* TASK ITEM *
Each line from the material with the word "logs" in it must be copied.

* DATA TO PROCESS *
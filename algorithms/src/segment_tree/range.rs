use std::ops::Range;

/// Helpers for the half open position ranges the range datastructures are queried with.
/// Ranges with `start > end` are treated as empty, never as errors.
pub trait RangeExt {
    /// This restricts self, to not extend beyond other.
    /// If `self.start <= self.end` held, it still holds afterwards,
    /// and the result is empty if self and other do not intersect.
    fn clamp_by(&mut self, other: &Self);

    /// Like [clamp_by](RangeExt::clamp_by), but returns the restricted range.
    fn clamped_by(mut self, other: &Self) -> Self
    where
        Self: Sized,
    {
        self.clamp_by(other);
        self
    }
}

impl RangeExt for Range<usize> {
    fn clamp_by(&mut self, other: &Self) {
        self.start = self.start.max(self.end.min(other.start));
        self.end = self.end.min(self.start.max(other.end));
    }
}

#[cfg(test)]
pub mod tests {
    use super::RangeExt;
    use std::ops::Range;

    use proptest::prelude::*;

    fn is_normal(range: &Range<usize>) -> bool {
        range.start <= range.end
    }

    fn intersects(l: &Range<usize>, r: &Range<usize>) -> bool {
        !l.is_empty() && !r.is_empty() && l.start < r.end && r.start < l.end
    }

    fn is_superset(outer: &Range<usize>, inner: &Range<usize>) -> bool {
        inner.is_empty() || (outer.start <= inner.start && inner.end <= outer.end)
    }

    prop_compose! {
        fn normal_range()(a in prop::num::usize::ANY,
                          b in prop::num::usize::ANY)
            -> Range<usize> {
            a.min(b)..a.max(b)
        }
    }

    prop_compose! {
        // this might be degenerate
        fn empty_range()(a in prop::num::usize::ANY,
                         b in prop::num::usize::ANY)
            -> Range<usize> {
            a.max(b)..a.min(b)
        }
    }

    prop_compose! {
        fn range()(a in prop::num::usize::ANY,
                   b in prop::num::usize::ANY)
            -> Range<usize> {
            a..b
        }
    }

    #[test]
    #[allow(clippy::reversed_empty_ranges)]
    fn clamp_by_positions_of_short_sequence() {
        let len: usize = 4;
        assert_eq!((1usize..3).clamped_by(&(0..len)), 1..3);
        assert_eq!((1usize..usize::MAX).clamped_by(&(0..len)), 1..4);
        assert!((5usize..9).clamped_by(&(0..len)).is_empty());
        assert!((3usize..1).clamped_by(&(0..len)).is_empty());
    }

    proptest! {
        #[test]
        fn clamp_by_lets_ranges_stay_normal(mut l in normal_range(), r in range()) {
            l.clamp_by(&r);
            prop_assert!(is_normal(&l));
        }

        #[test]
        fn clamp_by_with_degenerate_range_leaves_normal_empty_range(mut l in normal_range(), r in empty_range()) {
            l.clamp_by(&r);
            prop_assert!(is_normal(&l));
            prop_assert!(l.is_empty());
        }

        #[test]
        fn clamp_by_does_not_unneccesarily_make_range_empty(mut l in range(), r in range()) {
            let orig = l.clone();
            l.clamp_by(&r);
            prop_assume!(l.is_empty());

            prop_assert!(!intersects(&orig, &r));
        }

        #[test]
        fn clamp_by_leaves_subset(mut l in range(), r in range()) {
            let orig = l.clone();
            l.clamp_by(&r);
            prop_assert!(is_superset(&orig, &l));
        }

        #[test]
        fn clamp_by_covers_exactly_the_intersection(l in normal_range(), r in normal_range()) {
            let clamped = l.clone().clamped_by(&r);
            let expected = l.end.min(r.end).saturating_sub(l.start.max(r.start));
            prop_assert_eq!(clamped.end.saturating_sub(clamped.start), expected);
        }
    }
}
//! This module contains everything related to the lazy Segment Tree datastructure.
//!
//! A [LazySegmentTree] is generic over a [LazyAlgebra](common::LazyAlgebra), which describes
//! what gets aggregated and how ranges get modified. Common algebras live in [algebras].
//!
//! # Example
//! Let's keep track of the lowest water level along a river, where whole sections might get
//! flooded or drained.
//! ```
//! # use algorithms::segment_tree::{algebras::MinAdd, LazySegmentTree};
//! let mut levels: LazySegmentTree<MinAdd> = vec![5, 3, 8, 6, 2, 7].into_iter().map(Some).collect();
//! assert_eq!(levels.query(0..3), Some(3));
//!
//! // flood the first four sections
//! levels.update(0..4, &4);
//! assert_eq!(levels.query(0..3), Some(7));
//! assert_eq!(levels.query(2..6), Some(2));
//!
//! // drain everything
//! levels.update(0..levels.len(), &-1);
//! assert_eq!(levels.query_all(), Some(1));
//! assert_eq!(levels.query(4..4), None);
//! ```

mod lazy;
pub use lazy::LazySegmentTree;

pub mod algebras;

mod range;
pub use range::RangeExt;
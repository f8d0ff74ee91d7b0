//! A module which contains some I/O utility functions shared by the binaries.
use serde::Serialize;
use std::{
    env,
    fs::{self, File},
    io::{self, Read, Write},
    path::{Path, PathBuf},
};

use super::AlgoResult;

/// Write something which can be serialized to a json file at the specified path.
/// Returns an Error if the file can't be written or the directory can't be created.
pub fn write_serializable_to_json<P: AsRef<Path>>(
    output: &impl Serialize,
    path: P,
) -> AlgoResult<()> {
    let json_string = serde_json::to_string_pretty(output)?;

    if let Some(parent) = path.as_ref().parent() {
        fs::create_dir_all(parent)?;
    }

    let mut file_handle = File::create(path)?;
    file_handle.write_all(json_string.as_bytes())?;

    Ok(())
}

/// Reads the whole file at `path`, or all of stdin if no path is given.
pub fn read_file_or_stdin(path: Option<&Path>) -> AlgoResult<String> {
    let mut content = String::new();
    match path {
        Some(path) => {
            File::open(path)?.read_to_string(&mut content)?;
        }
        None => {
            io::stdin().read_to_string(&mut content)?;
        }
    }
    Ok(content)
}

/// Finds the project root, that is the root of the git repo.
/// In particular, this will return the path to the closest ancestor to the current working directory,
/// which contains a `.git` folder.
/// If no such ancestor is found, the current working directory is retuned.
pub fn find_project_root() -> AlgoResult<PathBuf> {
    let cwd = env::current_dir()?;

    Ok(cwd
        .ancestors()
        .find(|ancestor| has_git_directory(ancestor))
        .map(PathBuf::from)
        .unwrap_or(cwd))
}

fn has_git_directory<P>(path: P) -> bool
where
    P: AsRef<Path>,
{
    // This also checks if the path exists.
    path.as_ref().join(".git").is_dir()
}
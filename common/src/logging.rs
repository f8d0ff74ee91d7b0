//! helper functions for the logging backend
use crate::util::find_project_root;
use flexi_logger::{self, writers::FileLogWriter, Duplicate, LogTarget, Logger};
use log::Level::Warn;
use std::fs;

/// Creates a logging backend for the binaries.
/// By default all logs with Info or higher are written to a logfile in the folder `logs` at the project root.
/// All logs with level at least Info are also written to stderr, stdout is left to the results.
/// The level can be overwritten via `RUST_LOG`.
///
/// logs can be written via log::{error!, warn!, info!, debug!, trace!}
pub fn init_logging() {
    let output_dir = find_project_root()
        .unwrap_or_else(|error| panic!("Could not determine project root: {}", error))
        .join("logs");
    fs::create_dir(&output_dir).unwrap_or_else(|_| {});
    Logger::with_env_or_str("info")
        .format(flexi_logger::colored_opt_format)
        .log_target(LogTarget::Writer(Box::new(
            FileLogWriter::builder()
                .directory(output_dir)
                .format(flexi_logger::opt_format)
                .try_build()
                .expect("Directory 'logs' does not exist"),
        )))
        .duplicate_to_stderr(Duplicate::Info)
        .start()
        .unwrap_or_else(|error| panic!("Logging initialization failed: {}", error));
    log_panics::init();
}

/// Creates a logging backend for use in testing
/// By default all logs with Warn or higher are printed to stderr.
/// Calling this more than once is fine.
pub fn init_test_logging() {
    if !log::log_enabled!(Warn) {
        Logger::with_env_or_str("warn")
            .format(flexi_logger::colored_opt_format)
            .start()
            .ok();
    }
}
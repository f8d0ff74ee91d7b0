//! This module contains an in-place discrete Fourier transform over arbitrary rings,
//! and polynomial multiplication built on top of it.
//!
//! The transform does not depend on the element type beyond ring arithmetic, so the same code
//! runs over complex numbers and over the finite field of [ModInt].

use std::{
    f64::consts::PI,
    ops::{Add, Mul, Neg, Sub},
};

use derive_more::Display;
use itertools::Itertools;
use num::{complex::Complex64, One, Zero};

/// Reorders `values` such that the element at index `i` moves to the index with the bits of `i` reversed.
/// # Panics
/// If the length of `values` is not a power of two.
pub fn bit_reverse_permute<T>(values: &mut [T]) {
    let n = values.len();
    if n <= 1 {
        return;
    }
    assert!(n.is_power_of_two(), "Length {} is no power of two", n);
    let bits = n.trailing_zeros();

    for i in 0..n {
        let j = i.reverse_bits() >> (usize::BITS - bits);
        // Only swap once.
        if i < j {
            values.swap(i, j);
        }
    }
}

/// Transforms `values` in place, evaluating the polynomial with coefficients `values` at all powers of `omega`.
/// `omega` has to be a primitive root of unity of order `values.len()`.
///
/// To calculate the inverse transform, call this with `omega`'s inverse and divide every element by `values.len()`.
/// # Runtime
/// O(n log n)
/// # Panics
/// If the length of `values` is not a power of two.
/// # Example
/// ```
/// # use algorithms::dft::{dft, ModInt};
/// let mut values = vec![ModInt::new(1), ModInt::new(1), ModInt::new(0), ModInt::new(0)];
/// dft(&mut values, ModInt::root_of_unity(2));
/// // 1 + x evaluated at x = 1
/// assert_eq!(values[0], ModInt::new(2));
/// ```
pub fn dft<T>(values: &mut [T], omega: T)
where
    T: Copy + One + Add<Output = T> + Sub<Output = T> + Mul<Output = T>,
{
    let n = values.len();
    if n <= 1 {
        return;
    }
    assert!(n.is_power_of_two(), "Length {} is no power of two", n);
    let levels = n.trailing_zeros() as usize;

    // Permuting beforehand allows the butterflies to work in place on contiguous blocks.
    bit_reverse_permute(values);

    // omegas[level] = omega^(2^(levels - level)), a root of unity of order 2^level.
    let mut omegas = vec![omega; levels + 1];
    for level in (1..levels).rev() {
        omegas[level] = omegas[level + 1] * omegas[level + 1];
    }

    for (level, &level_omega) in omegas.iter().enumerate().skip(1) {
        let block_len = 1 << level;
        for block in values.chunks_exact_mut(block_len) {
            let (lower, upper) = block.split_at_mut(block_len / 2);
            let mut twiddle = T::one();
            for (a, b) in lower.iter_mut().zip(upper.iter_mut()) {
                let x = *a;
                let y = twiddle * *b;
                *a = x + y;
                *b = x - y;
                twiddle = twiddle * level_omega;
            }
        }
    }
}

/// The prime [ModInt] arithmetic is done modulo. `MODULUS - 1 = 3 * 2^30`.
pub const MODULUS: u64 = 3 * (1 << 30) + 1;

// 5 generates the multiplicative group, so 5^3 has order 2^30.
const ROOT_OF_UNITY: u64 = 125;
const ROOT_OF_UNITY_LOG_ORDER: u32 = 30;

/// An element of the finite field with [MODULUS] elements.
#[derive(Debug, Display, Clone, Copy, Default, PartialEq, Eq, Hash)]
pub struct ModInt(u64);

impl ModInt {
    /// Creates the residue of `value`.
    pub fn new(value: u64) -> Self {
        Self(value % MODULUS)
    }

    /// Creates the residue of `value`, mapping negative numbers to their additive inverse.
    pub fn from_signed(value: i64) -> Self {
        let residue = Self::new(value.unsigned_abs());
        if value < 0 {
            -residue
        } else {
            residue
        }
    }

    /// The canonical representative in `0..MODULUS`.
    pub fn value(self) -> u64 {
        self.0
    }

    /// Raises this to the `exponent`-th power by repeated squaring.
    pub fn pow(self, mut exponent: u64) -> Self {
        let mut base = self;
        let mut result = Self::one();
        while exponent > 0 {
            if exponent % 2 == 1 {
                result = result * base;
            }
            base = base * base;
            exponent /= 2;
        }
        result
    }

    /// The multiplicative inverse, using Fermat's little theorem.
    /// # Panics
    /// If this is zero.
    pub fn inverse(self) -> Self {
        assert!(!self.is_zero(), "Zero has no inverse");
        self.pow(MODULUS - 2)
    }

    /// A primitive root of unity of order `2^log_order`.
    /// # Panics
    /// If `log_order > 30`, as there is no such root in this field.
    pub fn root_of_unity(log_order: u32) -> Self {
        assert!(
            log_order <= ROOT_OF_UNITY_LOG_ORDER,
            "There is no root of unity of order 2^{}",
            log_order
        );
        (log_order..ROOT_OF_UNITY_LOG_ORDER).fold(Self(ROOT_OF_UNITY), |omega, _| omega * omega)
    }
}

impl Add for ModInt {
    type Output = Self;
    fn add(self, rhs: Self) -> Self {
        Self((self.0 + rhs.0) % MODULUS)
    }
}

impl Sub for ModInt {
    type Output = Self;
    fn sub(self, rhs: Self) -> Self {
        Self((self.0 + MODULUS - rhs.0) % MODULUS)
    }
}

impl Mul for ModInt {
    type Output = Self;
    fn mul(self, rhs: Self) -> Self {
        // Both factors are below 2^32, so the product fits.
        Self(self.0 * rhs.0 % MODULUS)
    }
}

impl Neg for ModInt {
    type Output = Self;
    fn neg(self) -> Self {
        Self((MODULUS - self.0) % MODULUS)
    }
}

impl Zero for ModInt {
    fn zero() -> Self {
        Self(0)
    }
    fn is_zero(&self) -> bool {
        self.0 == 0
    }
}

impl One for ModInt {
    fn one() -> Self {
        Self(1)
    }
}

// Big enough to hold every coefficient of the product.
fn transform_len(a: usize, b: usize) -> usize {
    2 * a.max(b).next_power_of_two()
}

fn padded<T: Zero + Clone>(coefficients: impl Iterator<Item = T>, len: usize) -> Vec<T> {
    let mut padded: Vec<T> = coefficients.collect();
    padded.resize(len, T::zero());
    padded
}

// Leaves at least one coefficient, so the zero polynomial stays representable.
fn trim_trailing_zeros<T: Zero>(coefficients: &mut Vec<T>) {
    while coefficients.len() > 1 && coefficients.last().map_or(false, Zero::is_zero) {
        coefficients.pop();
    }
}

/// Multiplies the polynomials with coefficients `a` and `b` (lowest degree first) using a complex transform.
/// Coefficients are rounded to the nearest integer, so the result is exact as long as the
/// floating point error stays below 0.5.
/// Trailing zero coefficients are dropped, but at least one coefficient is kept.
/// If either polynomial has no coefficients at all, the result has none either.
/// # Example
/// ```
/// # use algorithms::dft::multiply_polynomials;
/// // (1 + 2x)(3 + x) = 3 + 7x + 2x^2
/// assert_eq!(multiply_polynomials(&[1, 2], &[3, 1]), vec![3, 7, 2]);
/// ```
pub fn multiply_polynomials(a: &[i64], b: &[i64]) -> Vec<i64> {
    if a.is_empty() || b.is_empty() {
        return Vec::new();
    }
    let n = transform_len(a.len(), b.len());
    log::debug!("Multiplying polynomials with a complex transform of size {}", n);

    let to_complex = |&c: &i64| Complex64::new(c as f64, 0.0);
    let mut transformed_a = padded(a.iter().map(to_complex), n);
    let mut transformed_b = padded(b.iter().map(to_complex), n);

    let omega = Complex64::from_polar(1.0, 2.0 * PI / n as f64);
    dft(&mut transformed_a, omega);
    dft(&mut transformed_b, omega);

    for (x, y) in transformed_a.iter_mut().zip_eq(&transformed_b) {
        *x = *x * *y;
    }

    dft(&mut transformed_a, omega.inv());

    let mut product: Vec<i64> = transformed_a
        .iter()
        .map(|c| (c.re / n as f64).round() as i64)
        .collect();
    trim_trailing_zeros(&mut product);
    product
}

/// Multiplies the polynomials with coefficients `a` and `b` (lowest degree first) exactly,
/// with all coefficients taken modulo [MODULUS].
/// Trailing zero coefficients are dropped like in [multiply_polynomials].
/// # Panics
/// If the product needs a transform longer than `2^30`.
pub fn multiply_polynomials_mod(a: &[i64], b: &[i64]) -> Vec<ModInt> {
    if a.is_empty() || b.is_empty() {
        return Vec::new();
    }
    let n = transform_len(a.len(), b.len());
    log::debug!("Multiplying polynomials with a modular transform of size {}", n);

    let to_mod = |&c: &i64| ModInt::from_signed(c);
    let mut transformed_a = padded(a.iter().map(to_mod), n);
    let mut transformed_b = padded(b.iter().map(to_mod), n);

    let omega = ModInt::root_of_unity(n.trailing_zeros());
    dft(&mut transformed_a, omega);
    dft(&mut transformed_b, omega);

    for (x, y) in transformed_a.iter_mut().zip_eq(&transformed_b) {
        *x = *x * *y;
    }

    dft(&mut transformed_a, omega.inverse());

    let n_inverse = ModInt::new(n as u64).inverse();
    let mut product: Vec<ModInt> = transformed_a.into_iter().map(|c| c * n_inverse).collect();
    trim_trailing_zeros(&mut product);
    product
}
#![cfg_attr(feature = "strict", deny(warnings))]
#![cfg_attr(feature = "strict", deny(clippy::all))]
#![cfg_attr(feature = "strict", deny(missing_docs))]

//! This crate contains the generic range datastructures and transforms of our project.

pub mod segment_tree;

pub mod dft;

* ANSWER TO THIS PROBLEM *
/// By default all logs with Info or higher are written to a logfile in the folder `logs` at the project root.
/// All logs with level at least Info are also written to stderr, stdout is left to the results.
/// logs can be written via log::{error!, warn!, info!, debug!, trace!}
        .join("logs");
                .expect("Directory 'logs' does not exist"),
/// By default all logs with Warn or higher are printed to stderr.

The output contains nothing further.